Ruben led the group through various hands-on exercises in groups of two (dyads) to develop relationships and connections and then in small groups to perform “asset-mapping” in the areas of individuals, associations, institutions, physical aspects, the marketplace, and cultural stories of the Questa area.
These existing groups of informal associations in our community included knitting, Bible study, or “women who travel,” and institutions of the community, such as non-profits, school systems, and village governments. Collectively, groups identified 102 associations and institutions, albeit with much overlap. Then he invited small groups to identify specific physical assets, such as unused open spaces or buildings, marketplace exchange (including alternatives, such as time banks, instead of currency exchange and business cooperatives) and cultural stories.
Cultural stories includes integrating traumas of discrimination with transformative stories that strengthen the community. Ruben stressed that asset mapping as an ongoing process is a “means of community affirmation, a guide to relationship building, and creating a different basis for institutions’ sharing power.”
ABCD represents an approach to community development that emphasizes
- the power of citizens through ever expanding relationships;
- identifying and building upon six different kinds of community assets; and
- not allowing “others” (such as institutions, government, outside influences and corporations) “write the narrative” of a community.
First and foremost, Ruben emphasized the foundational building block of relationship-building through knowing individuals in a meaningful way, to identify their gifts and passions. Working again in dyads, the group learned of others’ “gifts of passion, wisdom, creativity, knowledge and life challenges that have created passages to new understanding. All community members at the ABCD table come each with unique gifts.”
Ruben urged participants to “expand circles of passion and influence.” He gave the image of reversing the traditional power model—a CEO or leader on top of a triangle making decisions that “trickle down to constituents.” Instead, citizens who have “skin in the game” come together in large numbers of civic engagement to create change that flows upward towards traditional leaders who then have to say, “yes.” It may seem that Ruben is working against municipal governments, when in fact, he is a city councilor of Aurora, CO, and in using ABCD models, is enacting change from the inside out!
Ruben offered a moving example of ABCD community development from Moorhead, a predominantly African-American neighborhood of Aurora, Colorado. Here the Moorhead Park Recreation Center was built slowly over seven years and became “the hub of the wheel of the community,” growing to host 40,000 visitors per year and employing 50 community members, including marginalized citizens, such as a formerly unhoused man with the unique gift of teaching boxing.

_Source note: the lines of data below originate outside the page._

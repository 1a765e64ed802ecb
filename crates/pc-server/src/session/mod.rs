//! Session channel handling
//!
//! Each accepted `session` channel runs at most one process. The handler
//! keeps a [`ChannelSlot`] per channel; once a `shell` or `exec` request is
//! accepted the process runs in its own task and reports back over the
//! connection [`Handle`].

mod exec;
mod pty;

pub use exec::run_exec_session;
pub use pty::run_pty_session;

use russh::server::Handle;
use russh::{ChannelId, CryptoVec};
use tokio::sync::mpsc;
use tokio_util::sync::CancellationToken;

/// Buffered client-to-process chunks per channel
const STDIN_BUFFER: usize = 64;

/// Exit code reported when no real status is available
pub const FAILURE_EXIT_CODE: u32 = 1;

/// Per-channel bookkeeping kept by the connection handler
pub struct ChannelSlot {
    /// Input towards the running process, dropped on channel EOF
    stdin_tx: Option<mpsc::Sender<Vec<u8>>>,
    /// Whether a process has been started on this channel
    started: bool,
    /// Cancelled when the channel closes
    cancel: CancellationToken,
}

impl ChannelSlot {
    /// Create a slot whose token is derived from the connection token
    pub fn new(parent: &CancellationToken) -> Self {
        Self {
            stdin_tx: None,
            started: false,
            cancel: parent.child_token(),
        }
    }

    /// Whether a process has been started on this channel
    pub fn is_started(&self) -> bool {
        self.started
    }

    /// Mark the channel as running and hand out the process side of stdin
    pub fn start(&mut self) -> (mpsc::Receiver<Vec<u8>>, CancellationToken) {
        let (tx, rx) = mpsc::channel(STDIN_BUFFER);
        self.stdin_tx = Some(tx);
        self.started = true;
        (rx, self.cancel.clone())
    }

    /// Forward client data to the process
    pub async fn forward_stdin(&self, data: &[u8]) {
        if let Some(tx) = &self.stdin_tx {
            // The process may have exited already
            let _ = tx.send(data.to_vec()).await;
        }
    }

    /// Client sent EOF: close the process stdin
    pub fn close_stdin(&mut self) {
        self.stdin_tx = None;
    }

    /// Stop the process and its copy loops
    pub fn cancel(&self) {
        self.cancel.cancel();
    }
}

/// Send stdout data, returning false once the channel is gone
pub(crate) async fn send_data(handle: &Handle, channel: ChannelId, data: &[u8]) -> bool {
    handle
        .data(channel, CryptoVec::from_slice(data))
        .await
        .is_ok()
}

/// Send stderr data, returning false once the channel is gone
pub(crate) async fn send_stderr(handle: &Handle, channel: ChannelId, data: &[u8]) -> bool {
    handle
        .extended_data(channel, 1, CryptoVec::from_slice(data))
        .await
        .is_ok()
}

/// Report the exit status, then EOF and close the channel
pub(crate) async fn finish_channel(handle: &Handle, channel: ChannelId, exit_code: u32) {
    if handle.exit_status_request(channel, exit_code).await.is_err() {
        tracing::debug!("Channel {:?} gone before exit-status", channel);
        return;
    }
    let _ = handle.eof(channel).await;
    let _ = handle.close(channel).await;
}
//! SSH server implementation

mod handler;
mod listener;

pub use handler::{ConnectionHandler, ServerConfig};
pub use listener::{load_or_generate_host_key, SshServer};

He emphasized the importance of problem-solving obstacles that arose, rather than accepting “no’s” or giving the city government “power over community desire.”
As a way forward from all the new learnings through this ABCD workshop, Ruben offered a process that could be facilitated by an organizer with connections inside and outside the community. That process would include
- the coming together of community vision,
- strategies to make it so,
- problem-solving of barriers,
- evaluation, and celebration as it progresses, and
- continuous community member engagement and leadership development. He also offered the possibility of block captains and small community action project development within that larger vision.
Many thanks to those who made this invigorating and hopeful workshop possible: Benita Muñiz, the LOR Foundation, the Taos Community Foundation, and Lynn Skall of Questa Economic Development Fund. A special note of appreciation goes out to Pastors Gayle and Peter Martinez of Living Ministries for hosting the workshop and helping to organize it.